Il presidente del Rwanda Paul Kagame (a sinistra) e il suo omologo della Rd Congo Felix Tshisekedi

Che ruolo ha lo stato congolese nel nordest della Repubblica democratica del Congo e nel Nord Kivu in particolare, dove lunedì scorso è stato ucciso l’ambasciatore Luca Attanasio? Lo si può comprendere da questa intervista pubblicata da Nigrizia la scorsa estate.

Un analista politico congolese pone l’accento sul ruolo predominante del Rwanda, il paese confinante con l’Rd Congo. Afferma Michel Mafuta: «Capisco che non è normale che un paese possa violare i confini di un altro paese senza scatenare reazioni. Eppure Goma, capoluogo del Nord Kivu, è di fatto una città rwandese. Tutto avviene sotto la supervisione di Kigali. E questo non può accadere senza il consenso del presidente Tshisekedi e il beneplacito dell’esercito congolese».
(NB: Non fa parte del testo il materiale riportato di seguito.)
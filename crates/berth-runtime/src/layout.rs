use crate::RuntimeError;
use std::path::{Path, PathBuf};

/// Where the late-mount directory of every container appears inside it.
pub const CONTAINER_GATEWAY_DIR: &str = "/gateways";

const LOCK_FILE: &str = ".berth-agent.lock";

/// Host-side scaffolding of all containers under one root directory.
///
/// Each container gets `<root>/<name>/` with a `gateways/` late-mount
/// directory that is shared into the container at [`CONTAINER_GATEWAY_DIR`].
/// The root itself is never created by berth; it must exist beforehand.
#[derive(Debug, Clone, PartialEq, Eq)]
pub struct ContainerLayout {
    root: PathBuf,
}

impl ContainerLayout {
    pub fn new(root: impl Into<PathBuf>) -> Self {
        Self { root: root.into() }
    }

    #[inline]
    pub fn root(&self) -> &Path {
        &self.root
    }

    #[inline]
    pub fn container_dir(&self, name: &str) -> PathBuf {
        self.root.join(name)
    }

    #[inline]
    pub fn gateway_dir(&self, name: &str) -> PathBuf {
        self.root.join(name).join("gateways")
    }

    #[inline]
    pub fn write_buffer_dir(&self, name: &str) -> PathBuf {
        self.root.join(name).join("buffer")
    }

    #[inline]
    pub fn lock_file(&self) -> PathBuf {
        self.root.join(LOCK_FILE)
    }

    /// Path inside the container of a file placed in its late-mount directory.
    pub fn in_container(file_name: &str) -> PathBuf {
        Path::new(CONTAINER_GATEWAY_DIR).join(file_name)
    }

    pub fn ensure_root(&self) -> Result<(), RuntimeError> {
        if self.root.is_dir() {
            Ok(())
        } else {
            Err(RuntimeError::MissingScaffolding(self.root.clone()))
        }
    }

    /// Create the per-container directories. Fails if the root is missing.
    pub fn create_scaffolding(&self, name: &str) -> Result<PathBuf, RuntimeError> {
        self.ensure_root()?;
        let gateways = self.gateway_dir(name);
        std::fs::create_dir_all(&gateways)?;
        Ok(gateways)
    }

    pub fn remove_scaffolding(&self, name: &str) -> Result<(), RuntimeError> {
        let dir = self.container_dir(name);
        if dir.exists() {
            std::fs::remove_dir_all(&dir)?;
        }
        Ok(())
    }
}
//! Identifier types shared by every berth crate.
//!
//! String newtypes serialize as plain strings; [`ContainerId`] is numeric and
//! renders as its decimal value on the wire.

use serde::{Deserialize, Serialize};
use std::fmt;
use std::ops::Deref;
use std::str::FromStr;

macro_rules! string_newtype {
    ($(#[$meta:meta])* $name:ident) => {
        $(#[$meta])*
        #[derive(Debug, Clone, PartialEq, Eq, PartialOrd, Ord, Hash, Serialize, Deserialize)]
        #[serde(transparent)]
        pub struct $name(String);

        impl $name {
            pub fn new(s: impl Into<String>) -> Self {
                Self(s.into())
            }

            pub fn as_str(&self) -> &str {
                &self.0
            }

            pub fn into_inner(self) -> String {
                self.0
            }
        }

        impl Deref for $name {
            type Target = str;
            fn deref(&self) -> &str {
                &self.0
            }
        }

        impl fmt::Display for $name {
            fn fmt(&self, f: &mut fmt::Formatter<'_>) -> fmt::Result {
                f.write_str(&self.0)
            }
        }

        impl std::borrow::Borrow<str> for $name {
            fn borrow(&self) -> &str {
                &self.0
            }
        }

        impl AsRef<str> for $name {
            fn as_ref(&self) -> &str {
                &self.0
            }
        }

        impl PartialEq<str> for $name {
            fn eq(&self, other: &str) -> bool {
                self.0 == other
            }
        }

        impl PartialEq<&str> for $name {
            fn eq(&self, other: &&str) -> bool {
                self.0 == *other
            }
        }

        impl From<String> for $name {
            fn from(s: String) -> Self {
                Self(s)
            }
        }

        impl From<&str> for $name {
            fn from(s: &str) -> Self {
                Self(s.to_owned())
            }
        }
    };
}

string_newtype!(
    /// Name of a capability as declared in a service manifest.
    CapabilityName
);

string_newtype!(
    /// OS-level resource name of a container: the configured prefix followed
    /// by the numeric id, e.g. `SC-7`.
    ContainerName
);

impl ContainerName {
    pub fn for_id(prefix: &str, id: ContainerId) -> Self {
        Self(format!("{prefix}{id}"))
    }

    /// Parse the numeric id back out of a name, if it follows `prefix`.
    pub fn id_with_prefix(&self, prefix: &str) -> Option<ContainerId> {
        let rest = self.0.strip_prefix(prefix)?;
        if rest.is_empty() || !rest.bytes().all(|b| b.is_ascii_digit()) {
            return None;
        }
        rest.parse().ok().map(ContainerId)
    }
}

/// External handle of a container.
#[derive(Debug, Clone, Copy, PartialEq, Eq, PartialOrd, Ord, Hash, Serialize, Deserialize)]
#[serde(transparent)]
pub struct ContainerId(pub u32);

impl fmt::Display for ContainerId {
    fn fmt(&self, f: &mut fmt::Formatter<'_>) -> fmt::Result {
        write!(f, "{}", self.0)
    }
}

impl FromStr for ContainerId {
    type Err = IdParseError;

    fn from_str(s: &str) -> Result<Self, Self::Err> {
        s.trim()
            .parse::<u32>()
            .map(ContainerId)
            .map_err(|_| IdParseError::Container(s.to_owned()))
    }
}

#[derive(Debug, Clone, PartialEq, Eq, thiserror::Error)]
pub enum IdParseError {
    #[error("invalid container id: '{0}'")]
    Container(String),
    #[error("unknown gateway id: '{0}'")]
    Gateway(String),
}

/// The closed set of gateway kinds.
///
/// Declaration order is activation order; teardown runs in reverse so that
/// mediating state (proxies, sockets) is released before resource limits.
#[derive(Debug, Clone, Copy, PartialEq, Eq, PartialOrd, Ord, Hash, Serialize, Deserialize)]
#[serde(rename_all = "lowercase")]
pub enum GatewayId {
    Cgroups,
    DeviceNode,
    File,
    Network,
    Dbus,
    PulseAudio,
    Env,
}

impl GatewayId {
    pub const ALL: [GatewayId; 7] = [
        GatewayId::Cgroups,
        GatewayId::DeviceNode,
        GatewayId::File,
        GatewayId::Network,
        GatewayId::Dbus,
        GatewayId::PulseAudio,
        GatewayId::Env,
    ];

    pub fn as_str(self) -> &'static str {
        match self {
            GatewayId::Cgroups => "cgroups",
            GatewayId::DeviceNode => "devicenode",
            GatewayId::File => "file",
            GatewayId::Network => "network",
            GatewayId::Dbus => "dbus",
            GatewayId::PulseAudio => "pulseaudio",
            GatewayId::Env => "env",
        }
    }
}

impl fmt::Display for GatewayId {
    fn fmt(&self, f: &mut fmt::Formatter<'_>) -> fmt::Result {
        f.write_str(self.as_str())
    }
}

impl FromStr for GatewayId {
    type Err = IdParseError;

    fn from_str(s: &str) -> Result<Self, Self::Err> {
        GatewayId::ALL
            .into_iter()
            .find(|id| id.as_str() == s)
            .ok_or_else(|| IdParseError::Gateway(s.to_owned()))
    }
}
//! Startup cleanup of containers left behind by a previous agent run.

use crate::CoreError;
use berth_runtime::ContainerBackend;
use berth_schema::ContainerName;
use std::time::Duration;
use tracing::{info, warn};

/// Destroy every backend container whose name follows the agent's naming
/// convention (`<prefix><number>`). Containers named otherwise belong to other
/// tooling and are left alone.
///
/// Returns the names that were destroyed. A container that fails to go away
/// is logged and skipped; its name stays taken, so its id is not reissued.
pub fn destroy_orphans(
    backend: &dyn ContainerBackend,
    prefix: &str,
    timeout: Duration,
) -> Result<Vec<ContainerName>, CoreError> {
    let mut destroyed = Vec::new();
    for name in backend.list()? {
        if name.id_with_prefix(prefix).is_none() {
            continue;
        }
        match backend.destroy(name.as_str(), timeout) {
            Ok(()) => {
                info!("destroyed orphaned container {name}");
                destroyed.push(name);
            }
            Err(e) => warn!("failed to destroy orphaned container {name}: {e}"),
        }
    }
    Ok(destroyed)
}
«Quanto alle guerriglie che minerebbero la sicurezza del Rwanda, solo un bambino può credere che Kigali muova le sue truppe per questo. Quello che sta davvero accadendo è che il Rwanda moltiplica le truppe ribelli per poter dire al mondo che sono queste a creare instabilità, combattendosi tra di loro. E per negare che ci sia il suo esercito implicato».